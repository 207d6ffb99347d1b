//! Files on disk are authoritative: missing ledger ids are added from them.
//! Ledger ids with no image, or one id stored twice, stop the audit instead.

use std::collections::BTreeMap;
use std::path::Path;
use tracing::{info, warn};

use crate::catalogue::Catalogue;
use crate::config::DataLayout;
use crate::error::{AuditError, ConsistencyViolation};
use crate::ledger::Ledger;
use crate::scan::{pano_id_of, scan_images};

#[derive(Debug, Clone, PartialEq, Eq)]
pub struct AuditReport {
    pub on_disk: usize,
    pub ledger_before: usize,
    pub ledger_after: usize,
    /// Ids added to the ledger from disk.
    pub added: Vec<String>,
    /// Catalogue size, reported for manual comparison only.
    pub catalogue_records: usize,
}

impl AuditReport {
    pub fn was_synced(&self) -> bool {
        self.added.is_empty() && self.ledger_before == self.on_disk
    }
}

/// Image files under the image root, grouped by panorama id.
#[derive(Debug, Default)]
pub struct DiskInventory {
    pub files: usize,
    pub ids: BTreeMap<String, usize>,
}

impl DiskInventory {
    pub fn scan(root: &Path) -> Self {
        let mut inventory = Self::default();
        for path in scan_images(root) {
            inventory.files += 1;
            if let Some(id) = pano_id_of(&path) {
                *inventory.ids.entry(id).or_default() += 1;
            }
        }
        inventory
    }

    pub fn contains(&self, id: &str) -> bool {
        self.ids.contains_key(id)
    }

    /// Ids stored under more than one country directory.
    pub fn duplicated(&self) -> Vec<String> {
        self.ids
            .iter()
            .filter(|(_, n)| **n > 1)
            .map(|(id, _)| id.clone())
            .collect()
    }
}

pub struct SyncAuditor {
    layout: DataLayout,
}

impl SyncAuditor {
    pub fn new(layout: DataLayout) -> Self {
        Self { layout }
    }

    /// Repair `ledger` in memory against the images on disk.
    pub fn reconcile(
        &self,
        ledger: &mut Ledger,
        catalogue_records: usize,
    ) -> Result<AuditReport, ConsistencyViolation> {
        let inventory = DiskInventory::scan(&self.layout.images());
        let on_disk = inventory.files;
        let ledger_before = ledger.len();

        let mut added = Vec::new();
        if ledger_before != on_disk {
            warn!(ledger = ledger_before, on_disk, "ledger out of sync, repairing from disk");
            for id in inventory.ids.keys() {
                if ledger.insert(id.clone()) {
                    added.push(id.clone());
                }
            }
        }

        if ledger.len() != on_disk {
            let extra = ledger
                .iter()
                .filter(|id| !inventory.contains(id))
                .map(str::to_string)
                .collect();
            let duplicated = inventory.duplicated();
            if !duplicated.is_empty() {
                warn!(ids = ?duplicated, "panorama ids stored under several countries");
            }
            return Err(ConsistencyViolation {
                ledger: ledger.len(),
                on_disk,
                extra,
                duplicated,
            });
        }

        if catalogue_records != ledger.len() {
            info!(
                catalogue = catalogue_records,
                ledger = ledger.len(),
                "catalogue and ledger sizes differ"
            );
        }

        Ok(AuditReport {
            on_disk,
            ledger_before,
            ledger_after: ledger.len(),
            added,
            catalogue_records,
        })
    }

    /// Load, reconcile, and save the ledger when it was repaired.
    /// A consistency violation leaves the stored ledger untouched.
    pub fn run(&self) -> Result<AuditReport, AuditError> {
        let catalogue = Catalogue::load(&self.layout.catalogue())?;
        let mut ledger = Ledger::load(&self.layout.ledger())?;

        let report = self.reconcile(&mut ledger, catalogue.record_count())?;
        if !report.added.is_empty() {
            ledger.save(&self.layout.ledger())?;
            info!(added = report.added.len(), "ledger repaired");
        }
        Ok(report)
    }
}

#[cfg(test)]
mod tests {
    use super::*;
    use crate::model::{Coordinate, PanoramaRecord};
    use std::fs;
    use tempfile::TempDir;

    fn layout_with_images(ids: &[&str]) -> (TempDir, DataLayout) {
        let temp = TempDir::new().unwrap();
        let layout = DataLayout::new(temp.path());
        let dir = layout.images().join("France");
        fs::create_dir_all(&dir).unwrap();
        for id in ids {
            fs::write(dir.join(format!("{id}.jpg")), b"jpeg").unwrap();
        }
        (temp, layout)
    }

    #[test]
    fn test_synced_is_noop() {
        let (_temp, layout) = layout_with_images(&["a", "b"]);
        let ledger: Ledger = ["a", "b"].into_iter().collect();
        ledger.save(&layout.ledger()).unwrap();

        let report = SyncAuditor::new(layout.clone()).run().unwrap();

        assert!(report.was_synced());
        assert_eq!(report.ledger_after, 2);
    }

    #[test]
    fn test_missing_ids_are_added_from_disk() {
        let (_temp, layout) = layout_with_images(&["a", "b", "c"]);
        let ledger: Ledger = ["a", "b"].into_iter().collect();
        ledger.save(&layout.ledger()).unwrap();
        let mut catalogue = Catalogue::new();
        catalogue.insert("France", PanoramaRecord::new(Coordinate::new(1.0, 1.0), "a"));
        catalogue.save(&layout.catalogue()).unwrap();

        let report = SyncAuditor::new(layout.clone()).run().unwrap();

        assert_eq!(report.added, vec!["c".to_string()]);
        assert_eq!(report.ledger_after, report.on_disk);
        assert_eq!(report.catalogue_records, 1);
        let expected: Ledger = ["a", "b", "c"].into_iter().collect();
        assert_eq!(Ledger::load(&layout.ledger()).unwrap(), expected);
    }

    #[test]
    fn test_ledger_ids_without_images_halt() {
        let (_temp, layout) = layout_with_images(&["a"]);
        let ledger: Ledger = ["a", "ghost"].into_iter().collect();
        ledger.save(&layout.ledger()).unwrap();

        let err = SyncAuditor::new(layout.clone()).run().unwrap_err();

        match err {
            AuditError::Consistency(v) => {
                assert_eq!(v.ledger, 2);
                assert_eq!(v.on_disk, 1);
                assert_eq!(v.extra, vec!["ghost".to_string()]);
            }
            other => panic!("unexpected error {other:?}"),
        }
        // Stored ledger left as it was.
        assert_eq!(Ledger::load(&layout.ledger()).unwrap(), ledger);
    }

    #[test]
    fn test_same_id_in_two_countries_is_not_synced() {
        let (_temp, layout) = layout_with_images(&["a", "b"]);
        let monaco = layout.images().join("Monaco");
        fs::create_dir_all(&monaco).unwrap();
        fs::write(monaco.join("b.jpg"), b"jpeg").unwrap();
        let ledger: Ledger = ["a", "b"].into_iter().collect();
        ledger.save(&layout.ledger()).unwrap();

        let err = SyncAuditor::new(layout.clone()).run().unwrap_err();

        match err {
            AuditError::Consistency(v) => {
                assert_eq!(v.ledger, 2);
                assert_eq!(v.on_disk, 3);
                assert!(v.extra.is_empty());
                assert_eq!(v.duplicated, vec!["b".to_string()]);
            }
            other => panic!("unexpected error {other:?}"),
        }
        assert_eq!(Ledger::load(&layout.ledger()).unwrap(), ledger);
    }
}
┄┄┄┄┄┄┄┄┄┄
• **Assignment**: The full set of entries should appear again, unchanged, line by line.

• **Answer to this problem**:
repository 207d6ffb99347d1b
//! Files on disk are authoritative: missing ledger ids are added from them.
//! Ledger ids with no image, or one id stored twice, stop the audit instead.

use std::collections::BTreeMap;
use std::path::Path;
use tracing::{info, warn};

use crate::catalogue::Catalogue;
use crate::config::DataLayout;
use crate::error::{AuditError, ConsistencyViolation};
use crate::ledger::Ledger;
use crate::scan::{pano_id_of, scan_images};

#[derive(Debug, Clone, PartialEq, Eq)]
pub struct AuditReport {
    pub on_disk: usize,
    pub ledger_before: usize,
    pub ledger_after: usize,
    /// Ids added to the ledger from disk.
    pub added: Vec<String>,
    /// Catalogue size, reported for manual comparison only.
    pub catalogue_records: usize,
}

impl AuditReport {
    pub fn was_synced(&self) -> bool {
        self.added.is_empty() && self.ledger_before == self.on_disk
    }
}

/// Image files under the image root, grouped by panorama id.
#[derive(Debug, Default)]
pub struct DiskInventory {
    pub files: usize,
    pub ids: BTreeMap<String, usize>,
}

impl DiskInventory {
    pub fn scan(root: &Path) -> Self {
        let mut inventory = Self::default();
        for path in scan_images(root) {
            inventory.files += 1;
            if let Some(id) = pano_id_of(&path) {
                *inventory.ids.entry(id).or_default() += 1;
            }
        }
        inventory
    }

    pub fn contains(&self, id: &str) -> bool {
        self.ids.contains_key(id)
    }

    /// Ids stored under more than one country directory.
    pub fn duplicated(&self) -> Vec<String> {
        self.ids
            .iter()
            .filter(|(_, n)| **n > 1)
            .map(|(id, _)| id.clone())
            .collect()
    }
}

pub struct SyncAuditor {
    layout: DataLayout,
}

impl SyncAuditor {
    pub fn new(layout: DataLayout) -> Self {
        Self { layout }
    }

    /// Repair `ledger` in memory against the images on disk.
    pub fn reconcile(
        &self,
        ledger: &mut Ledger,
        catalogue_records: usize,
    ) -> Result<AuditReport, ConsistencyViolation> {
        let inventory = DiskInventory::scan(&self.layout.images());
        let on_disk = inventory.files;
        let ledger_before = ledger.len();

        let mut added = Vec::new();
        if ledger_before != on_disk {
            warn!(ledger = ledger_before, on_disk, "ledger out of sync, repairing from disk");
            for id in inventory.ids.keys() {
                if ledger.insert(id.clone()) {
                    added.push(id.clone());
                }
            }
        }

        if ledger.len() != on_disk {
            let extra = ledger
                .iter()
                .filter(|id| !inventory.contains(id))
                .map(str::to_string)
                .collect();
            let duplicated = inventory.duplicated();
            if !duplicated.is_empty() {
                warn!(ids = ?duplicated, "panorama ids stored under several countries");
            }
            return Err(ConsistencyViolation {
                ledger: ledger.len(),
                on_disk,
                extra,
                duplicated,
            });
        }

        if catalogue_records != ledger.len() {
            info!(
                catalogue = catalogue_records,
                ledger = ledger.len(),
                "catalogue and ledger sizes differ"
            );
        }

        Ok(AuditReport {
            on_disk,
            ledger_before,
            ledger_after: ledger.len(),
            added,
            catalogue_records,
        })
    }

    /// Load, reconcile, and save the ledger when it was repaired.
    /// A consistency violation leaves the stored ledger untouched.
    pub fn run(&self) -> Result<AuditReport, AuditError> {
        let catalogue = Catalogue::load(&self.layout.catalogue())?;
        let mut ledger = Ledger::load(&self.layout.ledger())?;

        let report = self.reconcile(&mut ledger, catalogue.record_count())?;
        if !report.added.is_empty() {
            ledger.save(&self.layout.ledger())?;
            info!(added = report.added.len(), "ledger repaired");
        }
        Ok(report)
    }
}

#[cfg(test)]
mod tests {
    use super::*;
    use crate::model::{Coordinate, PanoramaRecord};
    use std::fs;
    use tempfile::TempDir;

    fn layout_with_images(ids: &[&str]) -> (TempDir, DataLayout) {
        let temp = TempDir::new().unwrap();
        let layout = DataLayout::new(temp.path());
        let dir = layout.images().join("France");
        fs::create_dir_all(&dir).unwrap();
        for id in ids {
            fs::write(dir.join(format!("{id}.jpg")), b"jpeg").unwrap();
        }
        (temp, layout)
    }

    #[test]
    fn test_synced_is_noop() {
        let (_temp, layout) = layout_with_images(&["a", "b"]);
        let ledger: Ledger = ["a", "b"].into_iter().collect();
        ledger.save(&layout.ledger()).unwrap();

        let report = SyncAuditor::new(layout.clone()).run().unwrap();

        assert!(report.was_synced());
        assert_eq!(report.ledger_after, 2);
    }

    #[test]
    fn test_missing_ids_are_added_from_disk() {
        let (_temp, layout) = layout_with_images(&["a", "b", "c"]);
        let ledger: Ledger = ["a", "b"].into_iter().collect();
        ledger.save(&layout.ledger()).unwrap();
        let mut catalogue = Catalogue::new();
        catalogue.insert("France", PanoramaRecord::new(Coordinate::new(1.0, 1.0), "a"));
        catalogue.save(&layout.catalogue()).unwrap();

        let report = SyncAuditor::new(layout.clone()).run().unwrap();

        assert_eq!(report.added, vec!["c".to_string()]);
        assert_eq!(report.ledger_after, report.on_disk);
        assert_eq!(report.catalogue_records, 1);
        let expected: Ledger = ["a", "b", "c"].into_iter().collect();
        assert_eq!(Ledger::load(&layout.ledger()).unwrap(), expected);
    }

    #[test]
    fn test_ledger_ids_without_images_halt() {
        let (_temp, layout) = layout_with_images(&["a"]);
        let ledger: Ledger = ["a", "ghost"].into_iter().collect();
        ledger.save(&layout.ledger()).unwrap();

        let err = SyncAuditor::new(layout.clone()).run().unwrap_err();

        match err {
            AuditError::Consistency(v) => {
                assert_eq!(v.ledger, 2);
                assert_eq!(v.on_disk, 1);
                assert_eq!(v.extra, vec!["ghost".to_string()]);
            }
            other => panic!("unexpected error {other:?}"),
        }
        // Stored ledger left as it was.
        assert_eq!(Ledger::load(&layout.ledger()).unwrap(), ledger);
    }

    #[test]
    fn test_same_id_in_two_countries_is_not_synced() {
        let (_temp, layout) = layout_with_images(&["a", "b"]);
        let monaco = layout.images().join("Monaco");
        fs::create_dir_all(&monaco).unwrap();
        fs::write(monaco.join("b.jpg"), b"jpeg").unwrap();
        let ledger: Ledger = ["a", "b"].into_iter().collect();
        ledger.save(&layout.ledger()).unwrap();

        let err = SyncAuditor::new(layout.clone()).run().unwrap_err();

        match err {
            AuditError::Consistency(v) => {
                assert_eq!(v.ledger, 2);
                assert_eq!(v.on_disk, 3);
                assert!(v.extra.is_empty());
                assert_eq!(v.duplicated, vec!["b".to_string()]);
            }
            other => panic!("unexpected error {other:?}"),
        }
        assert_eq!(Ledger::load(&layout.ledger()).unwrap(), ledger);
    }
}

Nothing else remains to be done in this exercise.